The relationship between the client and counsel has broken down. [Trial counsel] cannot ethically represent Mr. Short.
Counsel took immediate steps following such a loss of confidence in the relationship to prepare and file the Notice of Application.
[23] The appellant was served with trial counsel's notice of application. He was present on the application, but the trial judge declined to make any inquiry of the appellant as to his position, fearing that the appellant might inadvertently disclose privileged conversations he had had with his lawyer.
[24] Trial counsel made representations to the trial judge in which he briefly outlined the history of his relationship with the appellant. Counsel indicated he had not been paid and referred to the possibility of a lawsuit for payment of the funds owed to him. Counsel also advised the trial judge that because of the non-payment, he had been unable to do things that should have been done in preparation for the second trial.
[25] Trial counsel went on to indicate:
There are communications between Mr. Short and I that have led to loss of confidence issues that I cannot disclose to you, but I can tell you as an officer of the court ethically that my position is I cannot go forward ethically as a result of some of those communications. [Emphasis added.]
[26] After the trial judge questioned the content of the affidavit from the legal assistant as it related to the reasons for the breakdown of the relationship, trial counsel said:
…I am telling Your Honour that there are issues that have arisen that result in a loss of confidence between Mr. Short and I…
…[ A ] nd I can tell you as an officer of the court, this is not me putting on top of a non-payment of fees, a paragraph that says there's a loss of confidence just to get an easy way out. This is probably the most difficult decision I have done. In this particular case I have, without disclosing anything, done everything I can to move this case forward. After the second trial I wiped much of my calendar clean to get this second trial as quick as possible. Obviously, there were communications between my client and I that allowed me to make the decision to go forward, financially and for another, another, another, abound of reasons. But I am telling the [sic] today, is that having no funds, and not being able to disclose to you the communications between the client and I, that I cannot represent Mr. Short going forward. [Emphasis added.]

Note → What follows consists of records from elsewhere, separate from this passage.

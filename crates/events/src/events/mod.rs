use serde::{Deserialize, Serialize};

use crate::EventSource;
use lobup_errors::UserFacingError;

/// Structured failure information shared across domains.
#[derive(Debug, Clone, Serialize, Deserialize)]
pub struct FailureContext {
    #[serde(skip_serializing_if = "Option::is_none")]
    pub code: Option<String>,
    /// Short user-facing message.
    pub message: String,
    /// Optional remediation hint.
    #[serde(skip_serializing_if = "Option::is_none")]
    pub hint: Option<String>,
    /// Whether retrying the operation might succeed.
    pub retryable: bool,
}

impl FailureContext {
    #[must_use]
    pub fn new(
        code: Option<impl Into<String>>,
        message: impl Into<String>,
        hint: Option<impl Into<String>>,
        retryable: bool,
    ) -> Self {
        Self {
            code: code.map(Into::into),
            message: message.into(),
            hint: hint.map(Into::into),
            retryable,
        }
    }

    /// Build failure context from a `UserFacingError` implementation.
    #[must_use]
    pub fn from_error<E: UserFacingError + ?Sized>(error: &E) -> Self {
        Self::new(
            error.user_code(),
            error.user_message().into_owned(),
            error.user_hint(),
            error.is_retryable(),
        )
    }
}

pub mod general;
pub mod progress;
pub mod upload;

pub use general::*;
pub use progress::*;
pub use upload::*;

/// Top-level application event enum that aggregates all domain-specific events
#[derive(Debug, Clone, Serialize, Deserialize)]
#[serde(tag = "domain", content = "event", rename_all = "snake_case")]
pub enum AppEvent {
    /// General utility events (warnings, errors, operations)
    General(GeneralEvent),

    /// Percentage checkpoints
    Progress(ProgressEvent),

    /// Upload pipeline events
    Upload(UploadEvent),
}

impl AppEvent {
    #[must_use]
    pub fn event_source(&self) -> EventSource {
        match self {
            Self::General(_) => EventSource::GENERAL,
            Self::Progress(_) => EventSource::PROGRESS,
            Self::Upload(_) => EventSource::UPLOAD,
        }
    }

    /// Determine the appropriate tracing log level for this event
    #[must_use]
    pub fn log_level(&self) -> tracing::Level {
        use tracing::Level;

        match self {
            Self::General(GeneralEvent::Error { .. } | GeneralEvent::OperationFailed { .. })
            | Self::Progress(ProgressEvent::Failed { .. })
            | Self::Upload(UploadEvent::RunFailed { .. }) => Level::ERROR,

            Self::General(GeneralEvent::Warning { .. })
            | Self::Upload(
                UploadEvent::ChunkRetrying { .. }
                | UploadEvent::RenewalFailed { .. }
                | UploadEvent::ScratchCleanupFailed { .. },
            ) => Level::WARN,

            Self::General(GeneralEvent::DebugLog { .. })
            | Self::Progress(ProgressEvent::Updated { .. })
            | Self::Upload(UploadEvent::PollObserved { .. } | UploadEvent::ChunkUploaded { .. }) => {
                Level::DEBUG
            }

            _ => Level::INFO,
        }
    }

    /// Get the log target for this event (for structured logging)
    #[must_use]
    pub fn log_target(&self) -> &'static str {
        match self {
            Self::General(_) => "lobup::events::general",
            Self::Progress(_) => "lobup::events::progress",
            Self::Upload(_) => "lobup::events::upload",
        }
    }
}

[27] Crown counsel at trial opposed trial counsel's application to be removed from the record. He submitted that it was the appellant's failure to pay trial counsel, and not ethical concerns, that was "the prime motivation for why this application is being brought". Counsel referred to R. v. Cunningham, 2010 SCC 10, [2010] 1 S.C.R. 331, the leading authority, and acknowledged that if counsel put forward ethical reasons as the basis for his request to be removed from the record, the trial judge should allow counsel to withdraw. The Crown argued, however:
And here, Your Honour, my respectful submission, we've heard nothing from the affidavit nor in my friend's comments that would take it beyond non-payment of fees.
[28] Crown counsel's submissions can only be read as suggesting that trial counsel's references to ethical concerns and loss of confidence were camouflage for the real reason counsel wanted off the record – he had not been paid. The Crown argued, that in the circumstances, non-payment could not justify removal from the record.
[29] In refusing counsel's application to be removed from the record, the trial judge was critical of the affidavit filed by the legal assistant. He observed that it dealt mostly with non-payment of fees, and contained virtually no details of the ethical concerns or the reasons for "loss of confidence."
[30] The trial judge concluded:
Given the weight and tenor of the balance of the affidavit dwelling on financial issues, I am forced to conclude that the reference to ethics in the adverb "ethically" has no basis in evidence. I am persuaded that [trial counsel's] difficulties relate to payment of his accounts and not to an ethical dilemma. [Emphasis added.]
[31] The trial judge essentially agreed with Crown counsel's submissions. He too refused to accept trial counsel's representation that his request for removal from the record related to ethical problems and a breakdown in the client-solicitor relationship.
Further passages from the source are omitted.